Requirement >>
Which lines of the listing hold the string "Clone"? Show each of them.

= = = =

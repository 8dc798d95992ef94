use bitflags::bitflags;

use super::TypeDescriptor;

/// One entry of a resolved [`Catalog`](super::Catalog): a field name, the role
/// it plays for the exact type, and the descriptor that declared it last.
#[derive(Clone, Copy, PartialEq, Eq, Hash, Debug)]
#[non_exhaustive]
pub struct Field {
    /// Name of the field
    pub name: &'static str,

    /// Role and provenance of the field
    pub flags: FieldFlags,

    /// The descriptor whose declaration won for this name (the one nearest
    /// to the exact type in the ancestor chain)
    pub owner: &'static TypeDescriptor,
}

impl Field {
    /// Returns true if the field is one of the exact type's constructor inputs
    pub fn is_defining(&self) -> bool {
        self.flags.contains(FieldFlags::DEFINING)
    }

    /// Returns true if the field is auxiliary state set during construction
    pub fn is_data(&self) -> bool {
        self.flags.contains(FieldFlags::DATA)
    }

    /// Returns true if the winning declaration belongs to an ancestor
    pub fn is_inherited(&self) -> bool {
        self.flags.contains(FieldFlags::INHERITED)
    }

    /// Returns true if more than one type in the chain declares this name
    pub fn is_overridden(&self) -> bool {
        self.flags.contains(FieldFlags::OVERRIDDEN)
    }
}

bitflags! {
    /// Role and provenance flags of a catalog field
    #[derive(Debug, Clone, Copy, PartialEq, Eq, Hash)]
    pub struct FieldFlags: u8 {
        /// An empty set of flags
        const EMPTY = 0;

        /// The field is a constructor input of the exact type: it takes part
        /// in equality and hashing, and may be named by `update`.
        const DEFINING = 1 << 0;

        /// The field is set during construction but is not a constructor
        /// input. Never part of equality or hashing.
        const DATA = 1 << 1;

        /// The winning declaration comes from an ancestor.
        const INHERITED = 1 << 2;

        /// Several types in the chain declare this name; the one nearest to
        /// the exact type wins, and the field keeps the slot of its first
        /// declaration.
        const OVERRIDDEN = 1 << 3;
    }
}

impl Default for FieldFlags {
    #[inline(always)]
    fn default() -> Self {
        Self::EMPTY
    }
}

impl core::fmt::Display for FieldFlags {
    fn fmt(&self, f: &mut core::fmt::Formatter<'_>) -> core::fmt::Result {
        if self.is_empty() {
            return write!(f, "none");
        }

        let flags = [
            (FieldFlags::DEFINING, "defining"),
            (FieldFlags::DATA, "data"),
            (FieldFlags::INHERITED, "inherited"),
            (FieldFlags::OVERRIDDEN, "overridden"),
        ];

        let mut is_first = true;
        for (flag, name) in flags {
            if self.contains(flag) {
                if !is_first {
                    write!(f, ", ")?;
                }
                is_first = false;
                write!(f, "{}", name)?;
            }
        }

        Ok(())
    }
}

#[cfg(test)]
mod tests {
    use super::FieldFlags;

    #[test]
    fn flags_display() {
        assert_eq!(FieldFlags::EMPTY.to_string(), "none");
        assert_eq!(FieldFlags::DEFINING.to_string(), "defining");
        assert_eq!(
            (FieldFlags::DATA | FieldFlags::INHERITED | FieldFlags::OVERRIDDEN).to_string(),
            "data, inherited, overridden"
        );
    }
}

= = = =

Task result >>
#[derive(Clone, Copy, PartialEq, Eq, Hash, Debug)]
    #[derive(Debug, Clone, Copy, PartialEq, Eq, Hash)]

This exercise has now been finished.